I suspect the one person who knew how underwater combat works in the engine got fired near the end of LS1, and then they also found out that now they no longer have someone in the team to rip out UW-combat entirely. So um… just let it sit and hope players forget about it?
I’m not seeing a content drought. New content may not be coming out at a rate you want but it’s been a steady release of new maps, story lines, events, achievements and items to get.
Honestly with how thin and quickly forgotten the new throwaway zones are, there is quite a drought. Yeah they’re coming out at a steady (if still slow) pace and omg omg omg new zones, but frankly the zone-modifying events in LS1 felt more “meaty” than the entire new zones we’re getting here.
Bonus points if the bloodstone-warped hide rates are updated every X hours according to availability and demand on the TP.
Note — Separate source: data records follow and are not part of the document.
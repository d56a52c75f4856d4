// ====== 报表资源 (Report resource) ======
//
// Power BI 报表的 CRUD。客户角色由服务端限定可见范围，
// 前端只负责可选的 client_id 过滤。

use leptos::logging::warn;

use nexus_hub_shared::Report;
use nexus_hub_shared::protocol::{ReportCreate, ReportRow, ReportUpdate};

use crate::api::gateway::ApiGateway;
use crate::api::transport::HttpTransport;
use crate::web::storage::TokenStore;

pub struct ReportsApi<'a, T: HttpTransport, S: TokenStore> {
    gateway: &'a ApiGateway<T, S>,
}

impl<'a, T: HttpTransport, S: TokenStore> ReportsApi<'a, T, S> {
    pub fn new(gateway: &'a ApiGateway<T, S>) -> Self {
        Self { gateway }
    }

    /// 当前账号可见的全部报表
    pub async fn list(&self) -> Vec<Report> {
        self.fetch("/api/reports/").await
    }

    /// 按客户过滤的报表
    pub async fn list_for_client(&self, client_id: &str) -> Vec<Report> {
        let path = format!("/api/reports/?client_id={client_id}");
        self.fetch(&path).await
    }

    async fn fetch(&self, path: &str) -> Vec<Report> {
        match self.gateway.get_json::<Vec<ReportRow>>(path).await {
            Ok(rows) => rows.into_iter().map(Report::from).collect(),
            Err(err) => {
                warn!("failed to load reports: {}", err);
                Vec::new()
            }
        }
    }

    /// 单条报表（查看器直接从列表取数，此处留给按 id 读取的场景）
    #[allow(dead_code)]
    pub async fn get(&self, id: &str) -> Option<Report> {
        let path = format!("/api/reports/{id}/");
        match self.gateway.get_json::<ReportRow>(&path).await {
            Ok(row) => Some(Report::from(row)),
            Err(err) => {
                if !err.is_not_found() {
                    warn!("failed to load report {}: {}", id, err);
                }
                None
            }
        }
    }

    pub async fn create(&self, body: &ReportCreate) -> Option<Report> {
        match self
            .gateway
            .post_json::<_, ReportRow>("/api/reports/", body)
            .await
        {
            Ok(row) => Some(Report::from(row)),
            Err(err) => {
                warn!("failed to create report: {}", err);
                None
            }
        }
    }

    // 重命名 / 换嵌入地址走同一 PUT，页面目前只建不改
    #[allow(dead_code)]
    pub async fn update(&self, id: &str, body: &ReportUpdate) -> bool {
        let path = format!("/api/reports/{id}/");
        match self.gateway.put_json::<_, ReportRow>(&path, body).await {
            Ok(_) => true,
            Err(err) => {
                warn!("failed to update report {}: {}", id, err);
                false
            }
        }
    }

    pub async fn delete(&self, id: &str) -> bool {
        let path = format!("/api/reports/{id}/");
        match self.gateway.delete(&path).await {
            Ok(()) => true,
            Err(err) => {
                warn!("failed to delete report {}: {}", id, err);
                false
            }
        }
    }
}
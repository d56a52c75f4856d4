//! 令牌持久化
//!
//! localStorage 是会话令牌的唯一持久层，键名与历史部署保持一致。
//! 其余代码一律通过 `TokenStore` 访问，不直接触碰浏览器存储。

use leptos::logging::warn;

/// 访问令牌的存储键
pub const ACCESS_TOKEN_KEY: &str = "authToken";
/// 刷新令牌的存储键
pub const REFRESH_TOKEN_KEY: &str = "refreshToken";

// =========================================================
// 抽象存储接口
// =========================================================

pub trait TokenStore {
    fn access_token(&self) -> Option<String>;
    fn refresh_token(&self) -> Option<String>;
    /// 登录成功后写入完整令牌对
    fn store_pair(&self, access: &str, refresh: &str);
    /// 刷新成功后只替换访问令牌
    fn replace_access(&self, access: &str);
    /// 清除两个令牌（注销、刷新失败）
    fn clear(&self);
}

// =========================================================
// 生产环境实现 (localStorage)
// =========================================================

/// 原样读写 localStorage（令牌不做 JSON 包装，与既有部署互通）
#[derive(Debug, Clone, Copy, Default, PartialEq)]
pub struct BrowserTokens;

impl BrowserTokens {
    fn read(key: &str) -> Option<String> {
        use gloo_storage::{LocalStorage, Storage};
        LocalStorage::raw().get_item(key).ok().flatten()
    }

    fn write(key: &str, value: &str) {
        use gloo_storage::{LocalStorage, Storage};
        // 隐私模式下写入可能被拒绝，只记录不中断流程
        if LocalStorage::raw().set_item(key, value).is_err() {
            warn!("token persist failed: local storage unavailable");
        }
    }

    fn remove(key: &str) {
        use gloo_storage::{LocalStorage, Storage};
        let _ = LocalStorage::raw().remove_item(key);
    }
}

impl TokenStore for BrowserTokens {
    fn access_token(&self) -> Option<String> {
        Self::read(ACCESS_TOKEN_KEY)
    }

    fn refresh_token(&self) -> Option<String> {
        Self::read(REFRESH_TOKEN_KEY)
    }

    fn store_pair(&self, access: &str, refresh: &str) {
        Self::write(ACCESS_TOKEN_KEY, access);
        Self::write(REFRESH_TOKEN_KEY, refresh);
    }

    fn replace_access(&self, access: &str) {
        Self::write(ACCESS_TOKEN_KEY, access);
    }

    fn clear(&self) {
        Self::remove(ACCESS_TOKEN_KEY);
        Self::remove(REFRESH_TOKEN_KEY);
    }
}

// =========================================================
// 测试环境实现 (Memory)
// =========================================================

#[cfg(test)]
pub mod tests {
    use super::*;
    use std::cell::RefCell;

    #[derive(Default)]
    pub struct MemoryTokens {
        access: RefCell<Option<String>>,
        refresh: RefCell<Option<String>>,
    }

    impl MemoryTokens {
        pub fn new() -> Self {
            Self::default()
        }

        pub fn with_tokens(access: Option<&str>, refresh: Option<&str>) -> Self {
            Self {
                access: RefCell::new(access.map(str::to_string)),
                refresh: RefCell::new(refresh.map(str::to_string)),
            }
        }
    }

    impl TokenStore for MemoryTokens {
        fn access_token(&self) -> Option<String> {
            self.access.borrow().clone()
        }

        fn refresh_token(&self) -> Option<String> {
            self.refresh.borrow().clone()
        }

        fn store_pair(&self, access: &str, refresh: &str) {
            *self.access.borrow_mut() = Some(access.to_string());
            *self.refresh.borrow_mut() = Some(refresh.to_string());
        }

        fn replace_access(&self, access: &str) {
            *self.access.borrow_mut() = Some(access.to_string());
        }

        fn clear(&self) {
            *self.access.borrow_mut() = None;
            *self.refresh.borrow_mut() = None;
        }
    }
}
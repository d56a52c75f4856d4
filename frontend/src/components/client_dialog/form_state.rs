//! 表单状态管理模块
//!
//! 将零散的 signal 整合为 `FormState` 结构体，负责：
//! - 数据的持有
//! - 数据的重置
//! - 数据到注册对象的转换

use leptos::prelude::*;
use nexus_hub_shared::ClientRegistration;

/// 表单状态结构体
///
/// 使用 `RwSignal` 因为它实现了 `Copy` trait，适合在组件内的
/// 多个闭包间传递。
#[derive(Clone, Copy)]
pub struct FormState {
    pub company_name: RwSignal<String>,
    pub username: RwSignal<String>,
    pub password: RwSignal<String>,
    pub confirm_password: RwSignal<String>,
}

impl FormState {
    pub fn new() -> Self {
        Self {
            company_name: RwSignal::new(String::new()),
            username: RwSignal::new(String::new()),
            password: RwSignal::new(String::new()),
            confirm_password: RwSignal::new(String::new()),
        }
    }

    /// 重置表单到初始状态
    pub fn reset(&self) {
        self.company_name.set(String::new());
        self.username.set(String::new());
        self.password.set(String::new());
        self.confirm_password.set(String::new());
    }

    /// 将表单状态转换为注册对象，校验交给 `ClientRegistration`
    pub fn to_registration(&self) -> ClientRegistration {
        ClientRegistration {
            company_name: self.company_name.get(),
            username: self.username.get(),
            password: self.password.get(),
            confirm_password: self.confirm_password.get(),
        }
    }
}
//! API 网关
//!
//! 所有 REST 调用的唯一通道，实现两个拦截器：
//! - 请求侧：存在访问令牌时附加 `Authorization: Bearer`
//! - 响应侧：401 时静默刷新访问令牌并重放原请求，最多一次；
//!   刷新失败则清除两个令牌并按原始 401 返回
//!
//! 刷新请求本身不经过拦截器，避免递归。

use crate::api::error::{ApiError, ApiResult};
use crate::api::transport::{HttpRequest, HttpResponse, HttpTransport};
use crate::config;
use crate::web::storage::TokenStore;
use leptos::logging::warn;
use nexus_hub_shared::protocol::{ErrorBody, HttpMethod, RefreshRequest, RefreshResponse};
use serde::Serialize;
use serde::de::DeserializeOwned;

/// 令牌刷新端点（匿名访问）
pub const REFRESH_PATH: &str = "/api/auth/token/refresh/";

#[derive(Clone)]
pub struct ApiGateway<T, S> {
    transport: T,
    tokens: S,
    base_url: String,
}

impl<T, S> ApiGateway<T, S>
where
    T: HttpTransport,
    S: TokenStore,
{
    pub fn new(transport: T, tokens: S, base_url: impl Into<String>) -> Self {
        let base_url = base_url.into().trim_end_matches('/').to_string();
        Self {
            transport,
            tokens,
            base_url,
        }
    }

    /// 令牌存储（会话层需要读取刷新令牌、清除会话）
    pub fn tokens(&self) -> &S {
        &self.tokens
    }

    fn url(&self, path: &str) -> String {
        if path.starts_with('/') {
            format!("{}{}", self.base_url, path)
        } else {
            format!("{}/{}", self.base_url, path)
        }
    }

    /// 完整拦截器管线；返回原始响应，状态码判定交给上层
    pub async fn send(
        &self,
        method: HttpMethod,
        path: &str,
        body: Option<String>,
    ) -> ApiResult<HttpResponse> {
        let mut request = HttpRequest {
            method,
            url: self.url(path),
            bearer: self.tokens.access_token(),
            body,
        };
        let response = self.transport.execute(&request).await?;
        if response.status != 401 {
            return Ok(response);
        }

        // 401：持有刷新令牌时尝试一次刷新后重放，否则原样返回
        let Some(refresh) = self.tokens.refresh_token() else {
            return Ok(response);
        };
        match self.refresh_access(&refresh).await {
            Ok(access) => {
                self.tokens.replace_access(&access);
                request.bearer = Some(access);
                // 重放结果不再进入刷新逻辑
                self.transport.execute(&request).await
            }
            Err(err) => {
                warn!("token refresh failed: {}", err);
                self.tokens.clear();
                Ok(response)
            }
        }
    }

    /// 用刷新令牌换取新的访问令牌（绕过拦截器）
    async fn refresh_access(&self, refresh: &str) -> ApiResult<String> {
        let body = serde_json::to_string(&RefreshRequest {
            refresh: refresh.to_string(),
        })
        .map_err(|e| ApiError::serialization(e.to_string()))?;

        let request = HttpRequest {
            method: HttpMethod::Post,
            url: self.url(REFRESH_PATH),
            bearer: None,
            body: Some(body),
        };
        let response = self.transport.execute(&request).await?;
        if !response.is_success() {
            return Err(ApiError::status(response.status, "token refresh rejected"));
        }
        let parsed: RefreshResponse = serde_json::from_str(&response.body)
            .map_err(|e| ApiError::serialization(e.to_string()))?;
        Ok(parsed.access)
    }

    // --- 带类型的动词 ---

    pub async fn get_json<R: DeserializeOwned>(&self, path: &str) -> ApiResult<R> {
        let response = self.send(HttpMethod::Get, path, None).await?;
        Self::decode(response)
    }

    pub async fn post_json<B: Serialize, R: DeserializeOwned>(
        &self,
        path: &str,
        body: &B,
    ) -> ApiResult<R> {
        let body = serde_json::to_string(body).map_err(|e| ApiError::serialization(e.to_string()))?;
        let response = self.send(HttpMethod::Post, path, Some(body)).await?;
        Self::decode(response)
    }

    pub async fn put_json<B: Serialize, R: DeserializeOwned>(
        &self,
        path: &str,
        body: &B,
    ) -> ApiResult<R> {
        let body = serde_json::to_string(body).map_err(|e| ApiError::serialization(e.to_string()))?;
        let response = self.send(HttpMethod::Put, path, Some(body)).await?;
        Self::decode(response)
    }

    /// DELETE 只关心状态码（服务端返回 204 空响应体）
    pub async fn delete(&self, path: &str) -> ApiResult<()> {
        let response = self.send(HttpMethod::Delete, path, None).await?;
        if response.is_success() {
            Ok(())
        } else {
            Err(Self::status_error(response))
        }
    }

    fn decode<R: DeserializeOwned>(response: HttpResponse) -> ApiResult<R> {
        if !response.is_success() {
            return Err(Self::status_error(response));
        }
        serde_json::from_str(&response.body).map_err(|e| ApiError::serialization(e.to_string()))
    }

    /// 尽量从错误响应体里取出人类可读的消息
    fn status_error(response: HttpResponse) -> ApiError {
        let message = serde_json::from_str::<ErrorBody>(&response.body)
            .ok()
            .and_then(ErrorBody::into_message)
            .unwrap_or_else(|| format!("request failed with status {}", response.status));
        ApiError::status(response.status, message)
    }
}

// =========================================================
// 生产环境组装
// =========================================================

use crate::api::transport::FetchTransport;
use crate::web::storage::BrowserTokens;

/// 浏览器环境下的具体网关类型
pub type AppGateway = ApiGateway<FetchTransport, BrowserTokens>;

impl AppGateway {
    /// 按编译期配置组装生产网关
    pub fn from_config() -> Self {
        Self::new(FetchTransport, BrowserTokens, config::api_base_url())
    }
}

#[cfg(test)]
mod tests;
Mainly, it would be a poor story. It would be predictable and because of that – boring. “It worked for a while” doesn’t mean “it will work forever”. I’m confident ANet writers are aware of that. Just look from a storytelling perspective.
Um… okay?
But neither the base game nor the first expansion show anything to suggest such a desire or even change in direction. While for a MMO (a very very low standard to match) the story is decent, it’s still “just” a MMO-story, works as a frame of reference but nothing else, but then also doesn’t have to do anything else either.
And from all we can say so far, it’s Jormag and Primordeus next, possibly one at a time but given the advanced age of GW2 I suspect both at once. I know they wanted to increase the cadence of xpacks so it might be separate, coming a year apart or so, but even Blizzard with all their cash and manpower couldn’t deliver on that “faster xpacks”-promise, so I remain extremely doubtful.
And yet everything points to those two dragons, now that the train is in full motion (it was hinted at as the overarching story MO in the base game and confirmed in HoT, beat the elder dragons as the major pivotal story steps). Which also works well for ANet, we know where the end will be so they get a chance to “back out” of GW2 development in favor of GW3 or something comparable. Always handy to have that. If not they can switch to some other ominous threat.
Sure, if toughness makes it so that i can’t get an 8K crit through 1.7K toughness we can talk about this.
Agreed. Overall TTL is the problem, not conditions in particular.
New raid, jam-packed with lore that raiders wish they could skip and lore nerds are salty about being unable to get to!
Heh. Not to be overly bitter but if it’s like the current 4 raidwings, then I think I’m fine not getting all those 4 sentences of totally disconnected non-fitting lore.